Demystifying Neural Networks: Noise Contrastive Estimation (NCE)

4 min readJan 25, 2024

This article is part of the series Demystifying Neural Networks.

Machine learning models often deal with the task of assigning probabilities to different outcomes or classes. This is crucial for classification problems where the model must predict the correct label for a given input. The softmax function is a popular tool for this, but it comes with computational limitations. Noise Contrastive Estimation (NCE) offers an alternative approach that can be more efficient in certain situations. Let’s dive into it.

Softmax: A Primer

Softmax is a function that takes a vector of real numbers (often representing unnormalized scores or ‘logits’) and transforms them into a probability distribution. In multiclass classification, the output of a neural network is typically passed through a softmax layer.
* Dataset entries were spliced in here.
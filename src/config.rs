use std::{env, fmt::Display, net::SocketAddr, path::PathBuf, str::FromStr, time::Duration};

use thiserror::Error;
use tracing::{debug, info};

pub const DEFAULT_ADDR: &str = "127.0.0.1:5000";
pub const DEFAULT_DATABASE_PATH: &str = "estates.sqlite3";
pub const DEFAULT_MAX_WORKERS: &str = "8";
pub const DEFAULT_API_BASE: &str = "http://127.0.0.1:5000";
pub const DEFAULT_DEBOUNCE_MS: &str = "500";

#[derive(Debug, Error)]
#[error("invalid {key} value {value:?}: {reason}")]
pub struct ConfigError {
    pub key: String,
    pub value: String,
    pub reason: String,
}

#[derive(Debug, Clone)]
pub struct Config {
    pub addr: SocketAddr,
    pub database_path: String,
    /// `None` means the dataset compiled into the binary.
    pub sample_data_path: Option<PathBuf>,
    pub max_workers: usize,
    pub api_base: String,
    pub search_debounce: Duration,
}

impl Config {
    pub fn load() -> Result<Self, ConfigError> {
        Self::from_lookup(|key| env::var(key).ok())
    }

    /// Same as `load`, reading from an arbitrary key lookup.
    pub fn from_lookup<F>(lookup: F) -> Result<Self, ConfigError>
    where
        F: Fn(&str) -> Option<String>,
    {
        Ok(Self {
            addr: try_load(&lookup, "ESTATES_ADDR", DEFAULT_ADDR)?,
            database_path: try_load(&lookup, "DATABASE_PATH", DEFAULT_DATABASE_PATH)?,
            sample_data_path: lookup("SAMPLE_DATA_PATH")
                .filter(|s| !s.trim().is_empty())
                .map(PathBuf::from),
            max_workers: try_load(&lookup, "MAX_WORKERS", DEFAULT_MAX_WORKERS)?,
            api_base: try_load(&lookup, "API_BASE", DEFAULT_API_BASE)?,
            search_debounce: Duration::from_millis(try_load(
                &lookup,
                "SEARCH_DEBOUNCE_MS",
                DEFAULT_DEBOUNCE_MS,
            )?),
        })
    }
}

fn try_load<T, F>(lookup: &F, key: &str, default: &str) -> Result<T, ConfigError>
where
    T: FromStr,
    T::Err: Display,
    F: Fn(&str) -> Option<String>,
{
    let value = lookup(key).unwrap_or_else(|| {
        debug!("{key} not set, using default: {default}");
        default.to_string()
    });

    let parsed = value.trim().parse().map_err(|e: T::Err| ConfigError {
        key: key.to_string(),
        value: value.clone(),
        reason: e.to_string(),
    })?;

    info!("{key} = {value}");
    Ok(parsed)
}

#[cfg(test)]
mod tests {
    use super::*;
    use std::collections::HashMap;

    fn lookup(pairs: &[(&str, &str)]) -> impl Fn(&str) -> Option<String> {
        let map: HashMap<String, String> = pairs
            .iter()
            .map(|(k, v)| (k.to_string(), v.to_string()))
            .collect();
        move |key| map.get(key).cloned()
    }

    #[test]
    fn defaults_when_unset() {
        let cfg = Config::from_lookup(lookup(&[])).unwrap();

        assert_eq!(cfg.addr, DEFAULT_ADDR.parse::<SocketAddr>().unwrap());
        assert_eq!(cfg.database_path, DEFAULT_DATABASE_PATH);
        assert_eq!(cfg.sample_data_path, None);
        assert_eq!(cfg.max_workers, 8);
        assert_eq!(cfg.search_debounce, Duration::from_millis(500));
    }

    #[test]
    fn overrides_are_parsed() {
        let cfg = Config::from_lookup(lookup(&[
            ("ESTATES_ADDR", "0.0.0.0:8080"),
            ("SAMPLE_DATA_PATH", "data/other.json"),
            ("SEARCH_DEBOUNCE_MS", "250"),
        ]))
        .unwrap();

        assert_eq!(cfg.addr.port(), 8080);
        assert_eq!(cfg.sample_data_path, Some(PathBuf::from("data/other.json")));
        assert_eq!(cfg.search_debounce, Duration::from_millis(250));
    }

    #[test]
    fn invalid_value_names_the_key() {
        let err = Config::from_lookup(lookup(&[("MAX_WORKERS", "many")])).unwrap_err();
        assert_eq!(err.key, "MAX_WORKERS");
        assert!(err.to_string().contains("many"));
    }
}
The probabilities computed by softmax represent the model’s confidence in assigning the input to each of the possible classes.

To illustrate, imagine a fruit classifier with three classes: apple, banana, and orange. If the model produces logits [2.0, 1.0, 0.5], the softmax would calculate probabilities as follows:

Probability(apple)  ~= 0.67
Probability(banana) ~= 0.24
Probability(orange) ~= 0.09

The Problem with Softmax

While widely used, softmax has a significant computational bottleneck. Calculating the probabilities involves a normalization step where we sum the exponentials of all the logits. This becomes expensive when the number of classes is very large (e.g., in natural language processing tasks with extensive vocabularies).
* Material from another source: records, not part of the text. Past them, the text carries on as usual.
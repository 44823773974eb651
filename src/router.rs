use crate::errors::ServerError;
use crate::responses::{json_response, ResultResp};
use crate::routes;
use crate::search::QueryParams;
use crate::state::AppState;
use astra::Request;
use serde::de::DeserializeOwned;
use serde_json::json;
use std::io::Read;

const MAX_BODY_BYTES: u64 = 64 * 1024;

pub fn handle(mut req: Request, state: &AppState) -> ResultResp {
    let method = req.method().as_str().to_string();
    let path = req.uri().path().to_string();
    let segments: Vec<&str> = path.split('/').filter(|s| !s.is_empty()).collect();

    match (method.as_str(), segments.as_slice()) {
        ("GET", []) => json_response(200, &json!({ "ok": true, "message": "Estates API" })),

        ("GET", ["api", "properties"]) => routes::properties::list(&req, state),
        ("GET", ["api", "properties", id]) => routes::properties::get(id, state),

        ("POST", ["api", "auth", "signup"]) => routes::auth::signup(&mut req, state),
        ("POST", ["api", "auth", "login"]) => routes::auth::login(&mut req, state),
        ("POST", ["api", "auth", "logout"]) => routes::auth::logout(&req, state),
        ("GET", ["api", "auth", "me"]) => routes::auth::me(&req, state),

        ("GET", ["api", "cart"]) => routes::cart::list(&req, state),
        ("POST", ["api", "cart"]) => routes::cart::add(&mut req, state),
        ("GET", ["api", "cart", "check", id]) => routes::cart::check(&req, id, state),
        ("DELETE", ["api", "cart", id]) => routes::cart::remove(&req, id, state),

        _ => Err(ServerError::NotFound("Route not found".into())),
    }
}

/// Decoded query string; repeated keys keep the last value.
pub fn parse_query(req: &Request) -> QueryParams {
    req.uri()
        .query()
        .map(|q| url::form_urlencoded::parse(q.as_bytes()).into_owned().collect())
        .unwrap_or_default()
}

/// Value of the `Authorization` header, if it is valid UTF-8.
pub fn authorization(req: &Request) -> Option<&str> {
    req.headers()
        .get("Authorization")
        .and_then(|v| v.to_str().ok())
}

/// Read and decode a JSON request body.
pub fn read_json<T: DeserializeOwned>(req: &mut Request) -> Result<T, ServerError> {
    let mut buf = Vec::new();
    req.body_mut()
        .reader()
        .take(MAX_BODY_BYTES + 1)
        .read_to_end(&mut buf)
        .map_err(|e| ServerError::BadRequest(format!("Failed to read body: {e}")))?;

    if buf.len() as u64 > MAX_BODY_BYTES {
        return Err(ServerError::BadRequest("Request body too large".into()));
    }
    if buf.is_empty() {
        return Err(ServerError::BadRequest("Request body required".into()));
    }

    serde_json::from_slice(&buf).map_err(|e| ServerError::BadRequest(format!("Invalid JSON: {e}")))
}

pub fn now_unix() -> i64 {
    chrono::Utc::now().timestamp()
}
Noise Contrastive Estimation (NCE)

NCE offers a clever way to sidestep the expensive normalization step of softmax. The core idea is to train a model to distinguish between “real” data samples and artificially generated “noise” samples.

How NCE Works

Data and Noise: We have a dataset of real data samples. We create noise samples, typically by corrupting real examples or using a known noise distribution.
Discriminative Model: We train a model, often a neural network, to act as a discriminator. The model’s goal is to output a high score for real data samples and a low score for noise samples.
Learning by Comparison: During training, we feed the model pairs of data and noise. The model is optimized to maximize the difference in scores between the real and noise samples. Intuitively, it learns to assign higher probabilities to the real data distribution and lower probabilities to the noise.

NCE vs. Softmax

Computational Efficiency: NCE avoids the expensive normalization over all classes, making it suitable for large-scale problems.
Approximation: NCE provides an approximation to the true probabilities, while softmax calculates them directly. The quality of this approximation can impact model performance.
Focus on Discrimination: NCE concentrates on learning the boundary between real and noise, rather than explicitly modeling the probabilities of each class.

Example

Here’s an example of NCE with PyTorch. The code is available in this colab notebook.

import numpy as np
import torch
import torch.nn as nn
import torch.optim as optim
import matplotlib.pyplot as plt

# -- Data Generation -- 
def generate_data(num_samples, noise_std=0.05):
    np.random.seed(123)
    centers = [(0, 0), (2, 2)]  # Centers of the two data clusters
    data, labels = [], []
    for i in range(int(num_samples/2)):
        center_idx = np.random.randint(0, 2)  # Randomly select a cluster center
        center = centers[center_idx]

        minor_noise = noise_std * np.random.randn(2)
        major_noise = 10 * noise_std * np.random.randn(2)
        #print(f'center: {center}, minor_noise: {minor_noise}, major_noise: {major_noise}')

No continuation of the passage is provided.